■ **WORK TO BE COMPLETED**:
All lines from the one containing "stopped last time" down to the one containing "self.state.cancel.clear();", both ends included, are to be given again exactly; omit the rest of the listing below.

■ **DATA EXCERPTS**:
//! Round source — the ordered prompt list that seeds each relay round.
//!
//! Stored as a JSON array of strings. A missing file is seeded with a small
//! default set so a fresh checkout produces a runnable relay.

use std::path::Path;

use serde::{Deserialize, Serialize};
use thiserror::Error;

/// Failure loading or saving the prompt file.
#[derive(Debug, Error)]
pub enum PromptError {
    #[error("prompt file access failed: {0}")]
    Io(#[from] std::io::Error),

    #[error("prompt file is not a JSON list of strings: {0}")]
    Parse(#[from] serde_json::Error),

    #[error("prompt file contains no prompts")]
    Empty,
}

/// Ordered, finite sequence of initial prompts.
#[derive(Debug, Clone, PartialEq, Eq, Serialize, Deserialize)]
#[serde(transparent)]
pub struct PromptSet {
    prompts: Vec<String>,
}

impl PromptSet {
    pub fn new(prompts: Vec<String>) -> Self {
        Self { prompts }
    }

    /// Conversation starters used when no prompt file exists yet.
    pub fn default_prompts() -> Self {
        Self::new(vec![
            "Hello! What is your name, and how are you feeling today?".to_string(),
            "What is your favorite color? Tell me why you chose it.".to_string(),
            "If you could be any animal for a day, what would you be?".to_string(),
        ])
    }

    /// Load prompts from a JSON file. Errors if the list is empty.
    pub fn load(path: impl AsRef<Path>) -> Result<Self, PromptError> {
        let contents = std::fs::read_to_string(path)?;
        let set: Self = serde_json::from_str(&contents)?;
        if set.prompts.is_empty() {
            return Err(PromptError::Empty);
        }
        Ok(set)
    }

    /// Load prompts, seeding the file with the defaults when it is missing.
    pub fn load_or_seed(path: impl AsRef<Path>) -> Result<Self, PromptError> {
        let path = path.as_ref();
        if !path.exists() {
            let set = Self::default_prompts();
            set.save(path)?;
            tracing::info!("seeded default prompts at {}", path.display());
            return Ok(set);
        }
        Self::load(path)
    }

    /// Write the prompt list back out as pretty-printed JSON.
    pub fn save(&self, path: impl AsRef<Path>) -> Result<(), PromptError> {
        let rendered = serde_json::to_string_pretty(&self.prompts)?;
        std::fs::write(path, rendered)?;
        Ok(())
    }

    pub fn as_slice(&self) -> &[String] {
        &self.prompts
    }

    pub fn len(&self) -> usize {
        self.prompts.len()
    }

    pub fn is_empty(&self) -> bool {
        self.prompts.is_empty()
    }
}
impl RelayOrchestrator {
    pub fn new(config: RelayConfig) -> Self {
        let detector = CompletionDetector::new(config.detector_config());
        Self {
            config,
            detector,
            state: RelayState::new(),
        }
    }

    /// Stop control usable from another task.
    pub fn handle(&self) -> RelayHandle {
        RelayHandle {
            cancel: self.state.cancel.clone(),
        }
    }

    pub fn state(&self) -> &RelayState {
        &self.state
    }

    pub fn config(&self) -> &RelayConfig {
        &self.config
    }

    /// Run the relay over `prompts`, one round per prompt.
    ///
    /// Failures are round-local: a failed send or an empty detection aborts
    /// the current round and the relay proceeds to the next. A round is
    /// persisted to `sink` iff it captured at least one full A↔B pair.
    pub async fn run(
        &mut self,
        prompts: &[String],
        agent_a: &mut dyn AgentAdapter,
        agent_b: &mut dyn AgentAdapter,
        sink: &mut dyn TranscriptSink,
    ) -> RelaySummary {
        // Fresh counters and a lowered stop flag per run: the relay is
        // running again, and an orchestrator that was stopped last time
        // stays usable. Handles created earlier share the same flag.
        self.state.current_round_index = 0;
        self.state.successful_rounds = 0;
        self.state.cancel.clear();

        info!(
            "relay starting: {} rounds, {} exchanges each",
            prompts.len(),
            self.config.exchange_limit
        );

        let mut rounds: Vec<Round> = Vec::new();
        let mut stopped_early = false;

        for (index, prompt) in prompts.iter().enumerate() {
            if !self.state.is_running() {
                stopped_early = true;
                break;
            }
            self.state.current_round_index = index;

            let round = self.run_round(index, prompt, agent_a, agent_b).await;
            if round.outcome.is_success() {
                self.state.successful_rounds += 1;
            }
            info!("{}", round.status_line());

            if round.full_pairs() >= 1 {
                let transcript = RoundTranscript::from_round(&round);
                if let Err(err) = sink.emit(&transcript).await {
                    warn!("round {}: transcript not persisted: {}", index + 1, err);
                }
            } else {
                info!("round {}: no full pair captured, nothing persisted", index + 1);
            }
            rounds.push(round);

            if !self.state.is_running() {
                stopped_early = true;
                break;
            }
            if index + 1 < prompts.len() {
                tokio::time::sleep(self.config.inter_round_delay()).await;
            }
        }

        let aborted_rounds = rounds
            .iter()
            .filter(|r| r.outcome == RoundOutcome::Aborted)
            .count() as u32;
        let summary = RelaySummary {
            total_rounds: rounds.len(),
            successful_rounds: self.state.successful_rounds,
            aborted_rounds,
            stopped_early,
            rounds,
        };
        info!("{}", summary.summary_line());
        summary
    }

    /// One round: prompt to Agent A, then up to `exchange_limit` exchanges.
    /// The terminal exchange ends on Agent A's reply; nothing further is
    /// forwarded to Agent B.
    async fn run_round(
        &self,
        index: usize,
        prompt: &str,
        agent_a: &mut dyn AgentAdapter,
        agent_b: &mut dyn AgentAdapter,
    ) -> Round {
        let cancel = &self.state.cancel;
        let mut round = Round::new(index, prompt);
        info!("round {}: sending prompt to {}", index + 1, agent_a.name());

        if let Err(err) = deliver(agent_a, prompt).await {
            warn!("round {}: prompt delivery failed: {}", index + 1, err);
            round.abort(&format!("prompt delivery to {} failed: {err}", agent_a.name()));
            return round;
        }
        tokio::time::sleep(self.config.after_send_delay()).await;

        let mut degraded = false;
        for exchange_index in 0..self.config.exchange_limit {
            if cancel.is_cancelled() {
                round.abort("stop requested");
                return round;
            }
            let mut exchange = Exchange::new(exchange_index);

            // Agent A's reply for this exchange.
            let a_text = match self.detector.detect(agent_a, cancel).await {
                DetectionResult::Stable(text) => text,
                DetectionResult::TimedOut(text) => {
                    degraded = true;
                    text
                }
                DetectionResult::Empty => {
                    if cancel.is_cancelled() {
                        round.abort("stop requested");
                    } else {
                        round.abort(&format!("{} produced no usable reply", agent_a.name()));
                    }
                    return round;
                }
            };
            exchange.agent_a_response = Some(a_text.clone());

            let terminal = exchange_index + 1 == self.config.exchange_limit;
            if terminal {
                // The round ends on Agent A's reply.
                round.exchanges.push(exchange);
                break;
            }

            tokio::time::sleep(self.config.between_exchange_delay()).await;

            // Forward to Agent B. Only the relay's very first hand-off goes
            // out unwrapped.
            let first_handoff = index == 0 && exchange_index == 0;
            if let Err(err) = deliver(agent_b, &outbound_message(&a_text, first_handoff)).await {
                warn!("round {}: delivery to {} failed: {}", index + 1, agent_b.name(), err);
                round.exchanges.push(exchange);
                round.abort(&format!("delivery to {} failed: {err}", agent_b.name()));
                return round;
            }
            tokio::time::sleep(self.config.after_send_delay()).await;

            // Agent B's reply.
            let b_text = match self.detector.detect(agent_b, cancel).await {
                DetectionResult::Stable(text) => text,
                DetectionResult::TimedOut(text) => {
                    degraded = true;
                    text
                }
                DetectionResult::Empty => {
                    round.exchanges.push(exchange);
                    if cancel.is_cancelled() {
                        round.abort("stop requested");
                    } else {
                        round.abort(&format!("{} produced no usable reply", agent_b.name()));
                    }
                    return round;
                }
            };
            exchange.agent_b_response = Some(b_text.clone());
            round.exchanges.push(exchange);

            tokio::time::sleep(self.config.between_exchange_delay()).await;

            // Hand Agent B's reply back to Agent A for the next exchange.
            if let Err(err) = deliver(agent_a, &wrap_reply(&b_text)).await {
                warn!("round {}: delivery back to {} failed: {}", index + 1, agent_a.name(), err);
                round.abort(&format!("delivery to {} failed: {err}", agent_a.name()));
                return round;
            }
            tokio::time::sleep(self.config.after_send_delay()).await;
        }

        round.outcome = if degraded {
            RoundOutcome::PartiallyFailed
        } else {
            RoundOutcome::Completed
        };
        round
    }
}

■ **ANSWER SECTION**:
        // running again, and an orchestrator that was stopped last time
        // stays usable. Handles created earlier share the same flag.
        self.state.current_round_index = 0;
        self.state.successful_rounds = 0;
        self.state.cancel.clear();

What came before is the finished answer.